« Bruit de moteur venu de l’autre rive, mugissement de bêtes en route vers l’abattoir ; dans l’air plane une odeur de vies volées. »
Delta Blues, qui tout entier ramasse et déploie le râle d’un cou sous la botte à rechercher son air, se termine dans un tonnerre de cordes saturées, de bouffées humides de restes d’inondation et de tas de cendres des feux de croix de petites bites en cagoules de draps.
Il m’est tombé dessus un mardi pluvieux, alors que je fouillais une modeste pile de SP dans la réserve sombre de la petite librairie où j’officie de temps en temps, et plutôt de chez moi. En retournant le pavé (500 pages) nommé Delta Blues, sans aucune ferveur préconçue, ne connaissant pas l’auteur – qui s’avère poète, aussi, apparemment surtout, ce qui s’entend bien dans ses lignes, j’y lis quelques mots au hasard « Mississipi », « assassin sans visage », « Legba », « outre-monde », et me dis qu’après tout, je peux tenter sans trop de risques un petit voyage aux frais de la princesse. Je décide de lui donner 50 pages pour convaincre, comme pour tous les livres que je commence. Je l’ai terminé hier en quelques jours.
C’est ensuite que je me suis aperçue que l’un des personnages principaux n’était autre que Robert Johnson (la légende du Blues, nommé Bobby dans le roman), que d’autres comme Son House ou Willie Brown sont aussi de la partie, au milieu d’une galerie d’autres personnages si fournie, si dense, et tous aussi campés les uns que les autres, qu’on les dirait sortis de la tête de l’écrivain à flot continu, sans forcer, exode d’une colonisation à ses dépens, et puis on ouvre les vannes et allez-y les petits gars, les nanas, c’est par ici votre règne…

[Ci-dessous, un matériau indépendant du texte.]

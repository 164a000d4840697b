use domain::ContentRepository;
use events::{EventBroadcaster, Producer};
use log::{error, info};
use service::config::BroadcastMode;
use service::{config::Config, logging::Logger, AppState};
use sse::transport::{LocalTransport, RedisTransport};
use sse::Manager;
use std::sync::Arc;

#[tokio::main]
async fn main() {
    let config = Config::new();
    Logger::init_logger(&config);

    let repository = Arc::new(ContentRepository::new());
    let sse_manager = Arc::new(Manager::new());

    let broadcaster: Arc<dyn EventBroadcaster> = match config.broadcast_mode {
        BroadcastMode::Local => {
            info!("Broadcast transport: in-process");
            Arc::new(LocalTransport::new(sse_manager.clone()))
        }
        BroadcastMode::Redis => {
            info!("Broadcast transport: Redis [{}]", config.redis_url());
            let transport = match RedisTransport::new(config.redis_url()) {
                Ok(transport) => transport,
                Err(e) => {
                    error!("Failed to initialize Redis transport: {e}");
                    std::process::exit(1);
                }
            };
            transport.spawn_listener(sse_manager.clone());
            Arc::new(transport)
        }
    };

    let producer = Arc::new(Producer::new(broadcaster));
    let app_state = AppState::new(config.clone(), repository, sse_manager.clone(), producer);

    let router = web::define_routes(app_state);
    let address = config.api_address();

    let listener = match tokio::net::TcpListener::bind(&address).await {
        Ok(listener) => listener,
        Err(e) => {
            error!("Failed to bind {address}: {e}");
            std::process::exit(1);
        }
    };
    info!("Server starting... listening for requests on http://{address}");

    let serve_result = axum::serve(listener, router)
        .with_graceful_shutdown(shutdown_signal(sse_manager))
        .await;

    if let Err(e) = serve_result {
        error!("Server exited with error: {e}");
        std::process::exit(1);
    }
}

/// Resolves on ctrl-c and closes every open stream session so no
/// subscription outlives the server.
async fn shutdown_signal(sse_manager: Arc<Manager>) {
    if let Err(e) = tokio::signal::ctrl_c().await {
        error!("Failed to install shutdown signal handler: {e}");
        return;
    }
    info!("Shutdown signal received");
    sse_manager.shutdown();
}
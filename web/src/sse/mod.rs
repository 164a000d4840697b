//! SSE HTTP handler for the web layer.
//!
//! This module contains only the Axum handler for the event-stream endpoint.
//! The core fan-out infrastructure (Manager, ChannelRegistry, transports)
//! lives in the `sse` crate to avoid circular dependencies.

pub mod handler;
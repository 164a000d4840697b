//! Logical channel naming.
//!
//! Channels are locale-scoped broadcast topics with no persisted history.
//! The name derives deterministically from the locale so that producers,
//! sessions, and clients agree on routing without coordination.

use domain::Locale;

pub const ARTICLE_UPDATES_PREFIX: &str = "article-updates-";

/// Channel carrying article publish/update events for one locale.
pub fn article_updates(locale: Locale) -> String {
    format!("{ARTICLE_UPDATES_PREFIX}{locale}")
}

/// Parse an `article-updates-<locale>` channel name back into its locale.
///
/// Returns `None` for names outside the article-updates namespace or with an
/// unknown locale code.
pub fn parse_article_updates(channel: &str) -> Option<Locale> {
    channel
        .strip_prefix(ARTICLE_UPDATES_PREFIX)?
        .parse::<Locale>()
        .ok()
}
//! HTTP layer for the content platform: the long-lived event-stream endpoint,
//! the read-side article listings it hydrates from, and the admin mutation
//! endpoints that drive the event producer.

pub mod controller;
pub mod error;
pub mod params;
pub mod router;
pub mod sse;

pub use router::define_routes;
pub use service::AppState;
use crate::error::Result;
use crate::params::article::{
    CreateParams, IndexParams, LatestParams, StatusParams, TranslationParams,
};
use axum::extract::{Path, Query, State};
use axum::Json;
use domain::{error::Error as DomainError, Article, ArticleSummary, Id, Locale};
use log::*;
use service::AppState;

const DEFAULT_LATEST_LIMIT: usize = 5;

/// GET all published articles for one locale, optionally narrowed to a
/// category. The response records are shaped exactly like event payloads so
/// clients can hydrate their cache from either source.
pub async fn index(
    State(app_state): State<AppState>,
    Query(params): Query<IndexParams>,
) -> Result<Json<Vec<ArticleSummary>>> {
    debug!("GET /articles for locale {}", params.locale);

    Ok(Json(
        app_state
            .repository_ref()
            .list_published(params.locale, params.category),
    ))
}

/// GET the most recently published articles for one locale.
pub async fn latest(
    State(app_state): State<AppState>,
    Query(params): Query<LatestParams>,
) -> Result<Json<Vec<ArticleSummary>>> {
    let limit = params.limit.unwrap_or(DEFAULT_LATEST_LIMIT);
    debug!("GET /articles/latest for locale {} limit {limit}", params.locale);

    Ok(Json(
        app_state
            .repository_ref()
            .latest_published(params.locale, limit),
    ))
}

/// GET one article by id, including all of its translations.
pub async fn read(
    State(app_state): State<AppState>,
    Path(id): Path<Id>,
) -> Result<Json<Article>> {
    let article = app_state
        .repository_ref()
        .find(id)
        .ok_or_else(DomainError::not_found)?;

    Ok(Json(article))
}

/// POST a new draft article. Drafts produce no publish events.
pub async fn create(
    State(app_state): State<AppState>,
    Json(params): Json<CreateParams>,
) -> Result<Json<Article>> {
    let article = app_state.repository_ref().create(
        params.author,
        params.category,
        params.featured_image,
        params.reading_time,
    );
    info!("Created draft article {}", article.id);

    Ok(Json(article))
}

/// PUT a locale translation onto an article.
///
/// The producer is notified after the write commits; for a live article this
/// emits `updated` envelopes (and `published` for a locale translated for the
/// first time), for a draft it emits nothing.
pub async fn upsert_translation(
    State(app_state): State<AppState>,
    Path((id, locale)): Path<(Id, Locale)>,
    Json(params): Json<TranslationParams>,
) -> Result<Json<Article>> {
    let saved = app_state
        .repository_ref()
        .upsert_translation(id, params.into_translation(locale))?;

    app_state.producer.article_saved(&saved);
    info!("Upserted {locale} translation for article {id}");

    Ok(Json(saved.article))
}

/// PUT a publication status change, the signal the whole event pipeline hangs
/// off of. The repository write commits first; event production can never
/// fail the mutation.
pub async fn update_status(
    State(app_state): State<AppState>,
    Path(id): Path<Id>,
    Json(params): Json<StatusParams>,
) -> Result<Json<Article>> {
    let saved = app_state.repository_ref().set_status(id, params.status)?;

    app_state.producer.article_saved(&saved);
    info!(
        "Article {id} status: {} -> {}",
        saved.previous_status, saved.article.status
    );

    Ok(Json(saved.article))
}
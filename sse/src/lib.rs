//! Server-Sent Events (SSE) fan-out for locale-scoped publish events.
//!
//! This crate holds the server half of the publish pipeline: the channel
//! registry that tracks live stream sessions, the manager that serializes
//! envelopes into wire frames and fans them out, and the broadcast transports.
//!
//! # Architecture
//!
//! - **One session per connection**: each open client stream owns one
//!   ephemeral session, subscribed to the locale channels its request path
//!   implies, destroyed on disconnect or shutdown.
//! - **Dual-index registry**: O(1) lookups for both session teardown and
//!   channel-scoped fan-out via separate DashMap indices.
//! - **Bounded per-session buffers**: a slow consumer fills only its own
//!   outbound buffer; on overflow that session is disconnected instead of
//!   back-pressuring the publish path.
//! - **Ephemeral channels**: no persisted history. A session that is not
//!   subscribed at publish time misses the event and heals from the REST
//!   read-side on its next hydration.
//! - **Pluggable transport**: in-process fan-out for single-instance
//!   deployments, Redis pub/sub for multi-instance fan-out, both behind the
//!   `events::EventBroadcaster` trait.
//!
//! # Message Flow
//!
//! 1. Client opens `GET /events/article-updates-<locale>` and the web layer
//!    registers a session for that channel
//! 2. A content mutation makes the producer publish an envelope
//! 3. The transport resolves the channel from the envelope metadata and hands
//!    it to every subscribed session's buffer (local mode directly, Redis mode
//!    via a pattern-subscribed listener on each process)
//! 4. Each session's stream drains its buffer into SSE frames
//!
//! # Modules
//!
//! - `connection`: ChannelRegistry with dual-index architecture and type-safe SessionId
//! - `manager`: envelope serialization and channel-scoped fan-out
//! - `message`: wire frame construction
//! - `transport`: local and Redis-backed `EventBroadcaster` implementations

pub mod connection;
pub mod manager;
pub mod message;
pub mod transport;

pub use manager::Manager;
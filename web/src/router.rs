use crate::controller::{article_controller, health_check_controller};
use crate::{sse, AppState};
use axum::http::{header, HeaderValue, Method};
use axum::{
    routing::{get, post, put},
    Router,
};
use log::*;
use tower_http::cors::{AllowOrigin, CorsLayer};

pub fn define_routes(app_state: AppState) -> Router {
    Router::new()
        .merge(article_routes(app_state.clone()))
        .merge(event_stream_routes(app_state.clone()))
        .merge(health_routes())
        .layer(cors_layer(&app_state))
}

fn article_routes(app_state: AppState) -> Router {
    Router::new()
        .route("/articles", get(article_controller::index))
        .route("/articles", post(article_controller::create))
        .route("/articles/latest", get(article_controller::latest))
        .route("/articles/:id", get(article_controller::read))
        .route(
            "/articles/:id/translations/:locale",
            put(article_controller::upsert_translation),
        )
        .route("/articles/:id/status", put(article_controller::update_status))
        .with_state(app_state)
}

fn event_stream_routes(app_state: AppState) -> Router {
    Router::new()
        .route("/events/:channel", get(sse::handler::article_updates_stream))
        .with_state(app_state)
}

pub fn health_routes() -> Router {
    Router::new().route("/health", get(health_check_controller::health_check))
}

// Stream responses carry credentials, so origins are an explicit list rather
// than a wildcard.
fn cors_layer(app_state: &AppState) -> CorsLayer {
    let origins: Vec<HeaderValue> = app_state
        .config
        .allowed_origins
        .iter()
        .filter_map(|origin| match origin.parse::<HeaderValue>() {
            Ok(value) => Some(value),
            Err(_) => {
                warn!("Skipping unparseable CORS origin '{origin}'");
                None
            }
        })
        .collect();

    CorsLayer::new()
        .allow_origin(AllowOrigin::list(origins))
        .allow_methods([Method::GET, Method::POST, Method::PUT])
        .allow_headers([header::CONTENT_TYPE])
        .allow_credentials(true)
}

#[cfg(test)]
mod tests {
    use super::*;
    use ::sse::{transport::LocalTransport, Manager};
    use axum::body::Body;
    use axum::http::{Request, StatusCode};
    use clap::Parser;
    use domain::ContentRepository;
    use events::Producer;
    use std::sync::Arc;
    use tower::ServiceExt;

    fn router() -> Router {
        let config = service::Config::parse_from(["content_platform_rs"]);
        let repository = Arc::new(ContentRepository::new());
        let sse_manager = Arc::new(Manager::new());
        let producer = Arc::new(Producer::new(Arc::new(LocalTransport::new(
            sse_manager.clone(),
        ))));
        define_routes(AppState::new(config, repository, sse_manager, producer))
    }

    #[tokio::test]
    async fn test_health_endpoint_responds_ok() {
        let response = router()
            .oneshot(
                Request::builder()
                    .uri("/health")
                    .body(Body::empty())
                    .unwrap(),
            )
            .await
            .unwrap();

        assert_eq!(response.status(), StatusCode::OK);
    }

    #[tokio::test]
    async fn test_stream_endpoint_rejects_unknown_channels() {
        for uri in ["/events/user-42", "/events/article-updates-de"] {
            let response = router()
                .oneshot(Request::builder().uri(uri).body(Body::empty()).unwrap())
                .await
                .unwrap();

            assert_eq!(response.status(), StatusCode::NOT_FOUND, "uri: {uri}");
        }
    }

    #[tokio::test]
    async fn test_stream_endpoint_opens_locale_channel_sessions() {
        let response = router()
            .oneshot(
                Request::builder()
                    .uri("/events/article-updates-th")
                    .body(Body::empty())
                    .unwrap(),
            )
            .await
            .unwrap();

        assert_eq!(response.status(), StatusCode::OK);
        assert_eq!(
            response.headers().get(header::CACHE_CONTROL).unwrap(),
            "no-cache"
        );
    }
}
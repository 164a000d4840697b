use anyhow::{Context, Result};
use domain::{ArticleSummary, Locale};
use reqwest::Client;

/// Thin REST client for the read-side listing endpoints.
///
/// Hydration and stream payloads share the `ArticleSummary` shape, so
/// records fetched here merge into the same cache the stream feeds.
pub struct ApiClient {
    client: Client,
    base_url: String,
}

impl ApiClient {
    pub fn new(client: Client, base_url: String) -> Self {
        Self { client, base_url }
    }

    /// Fetches the newest published articles for one locale.
    pub async fn latest_articles(&self, locale: Locale, limit: usize) -> Result<Vec<ArticleSummary>> {
        let url = format!("{}/articles/latest", self.base_url);

        let response = self
            .client
            .get(&url)
            .query(&[("locale", locale.as_str()), ("limit", &limit.to_string())])
            .send()
            .await
            .context("Failed to fetch latest articles")?;

        if !response.status().is_success() {
            anyhow::bail!("Latest articles request failed: {}", response.status());
        }

        response
            .json()
            .await
            .context("Failed to parse latest articles response")
    }

    /// Fetches every published article for one locale.
    pub async fn list_articles(&self, locale: Locale) -> Result<Vec<ArticleSummary>> {
        let url = format!("{}/articles", self.base_url);

        let response = self
            .client
            .get(&url)
            .query(&[("locale", locale.as_str())])
            .send()
            .await
            .context("Failed to fetch article listing")?;

        if !response.status().is_success() {
            anyhow::bail!("Article listing request failed: {}", response.status());
        }

        response
            .json()
            .await
            .context("Failed to parse article listing response")
    }
}
use crate::args::NewBillArgs;
use crate::context::ExecutionContext;
use crate::handlers::app_shell;
use anyhow::{Context, Result};
use billed_app::{NewBillContainer, RoutePath};
use billed_types::FileSelection;
use owo_colors::OwoColorize;
use std::path::Path;

/// Fill the creation form from the arguments and submit it, landing on
/// the refreshed bill list.
pub async fn handle(ctx: &ExecutionContext, args: NewBillArgs) -> Result<()> {
    let (session, view, dispatcher) = app_shell(ctx)?;

    dispatcher.navigate(RoutePath::NewBill.token()).await?;

    let mut container = NewBillContainer::new(
        view.clone(),
        dispatcher.navigator(),
        ctx.remote_store()?,
        session,
    );

    container.form.expense_type = args.expense_type;
    container.form.name = args.name;
    container.form.date = args.date;
    container.form.amount = args.amount;
    container.form.vat = args.vat;
    container.form.pct = args.pct;
    container.form.commentary = args.commentary;

    if let Some(path) = args.file.as_deref() {
        let selection = read_selection(path)?;
        container.handle_change_file(selection).await;

        // The blocking warning of the form: surface it and stop, like the
        // alert would before the user can go on.
        if let Some(alert) = view.take_alert() {
            anyhow::bail!("{}", alert);
        }
    }

    container.handle_submit().await?;

    println!("{} note de frais envoyée", "✓".green());
    println!();
    print!("{}", view.rendered());
    Ok(())
}

fn read_selection(path: &Path) -> Result<FileSelection> {
    let bytes = std::fs::read(path)
        .with_context(|| format!("Failed to read attachment: {}", path.display()))?;
    let file_name = path
        .file_name()
        .map(|n| n.to_string_lossy().into_owned())
        .unwrap_or_default();
    let content_type = match path
        .extension()
        .map(|e| e.to_string_lossy().to_ascii_lowercase())
        .as_deref()
    {
        Some("jpg") | Some("jpeg") => "image/jpeg",
        Some("png") => "image/png",
        Some("pdf") => "application/pdf",
        _ => "application/octet-stream",
    };

    Ok(FileSelection::new(file_name, content_type, bytes))
}
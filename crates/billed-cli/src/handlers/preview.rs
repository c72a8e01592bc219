use crate::context::ExecutionContext;
use crate::handlers::app_shell;
use anyhow::{anyhow, Result};
use billed_app::{BillsContainer, RoutePath};

/// Render the bill list, then run the eye-icon handler for the requested
/// row and print the view with the preview open.
pub async fn handle(ctx: &ExecutionContext, bill_id: &str) -> Result<()> {
    let (session, view, dispatcher) = app_shell(ctx)?;

    dispatcher.navigate(RoutePath::Bills.token()).await?;

    let container = BillsContainer::new(
        view.clone(),
        dispatcher.navigator(),
        ctx.remote_store()?,
        session,
    );
    let rows = container.get_bills().await?;
    let row = rows
        .iter()
        .find(|r| r.bill.id == bill_id)
        .ok_or_else(|| anyhow!("No bill with id '{}'. See 'billed bills --format json'", bill_id))?;

    container.handle_click_icon_eye(row);
    print!("{}", view.rendered());
    Ok(())
}
use crate::context::ExecutionContext;
use anyhow::Result;
use owo_colors::OwoColorize;

/// Create the data directory, default config and bill database.
pub fn handle(ctx: &ExecutionContext) -> Result<()> {
    std::fs::create_dir_all(ctx.data_dir())?;

    let config = ctx.config()?.clone();
    if !ctx.config_path().exists() {
        config.save_to(&ctx.config_path())?;
    }

    // Opening the store initializes the schema and the uploads dir.
    let backend = config.store.backend;
    ctx.remote_store()?;

    println!("{} billed initialized", "✓".green());
    println!("  data dir : {}", ctx.data_dir().display());
    println!("  config   : {}", ctx.config_path().display());
    match backend {
        crate::config::StoreBackend::Sqlite => {
            println!("  store    : {}", ctx.db_path().display())
        }
        crate::config::StoreBackend::Memory => println!("  store    : memory (volatile)"),
        crate::config::StoreBackend::None => println!("  store    : none (list resolves empty)"),
    }
    println!("\nNext: billed login --email you@company.tld");
    Ok(())
}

Et c’est parti pour quatorze ans dans la mélasse, de 1932 à 1946, années riches pour l’observateur qui se cale sur le Delta du Mississipi, dans une bourgade coupée en deux par la ségrégation, et tend l’oreille aux notes : « le grand nègre dépositaire du cri » comme il dépeint l’un des personnages phares, va tous les enregistrer, dans une ronde hallucinée et bariolée – Delmaire connaît son vaudou – où chaque protagoniste vient jouer sa partition sur un instrument de fortune (une langue bancale que Delmaire rend si bien, pourtant en français), ponctuée durant tout le récit d’une bonne centaine – je ne les ai pas comptées – de lignes de blues traduites en français par ses soins. C’est encore peu de dire son style vibrant, ou lyrique. Il bondit, il arrache tout, il témoigne d’une énergie de vie qui n’est pas de ce monde, qui recrée ce qui lui chante. Et d’ailleurs, il ment : ses histoires sont sans doute toutes fausses, même celles des bluesmen croisés « Et si je mens, c’est que la vérité est plus triste encore… » conclue-t-il dans la bouche de Legba, son bougre de dieu africain qui arrive toujours trop tard.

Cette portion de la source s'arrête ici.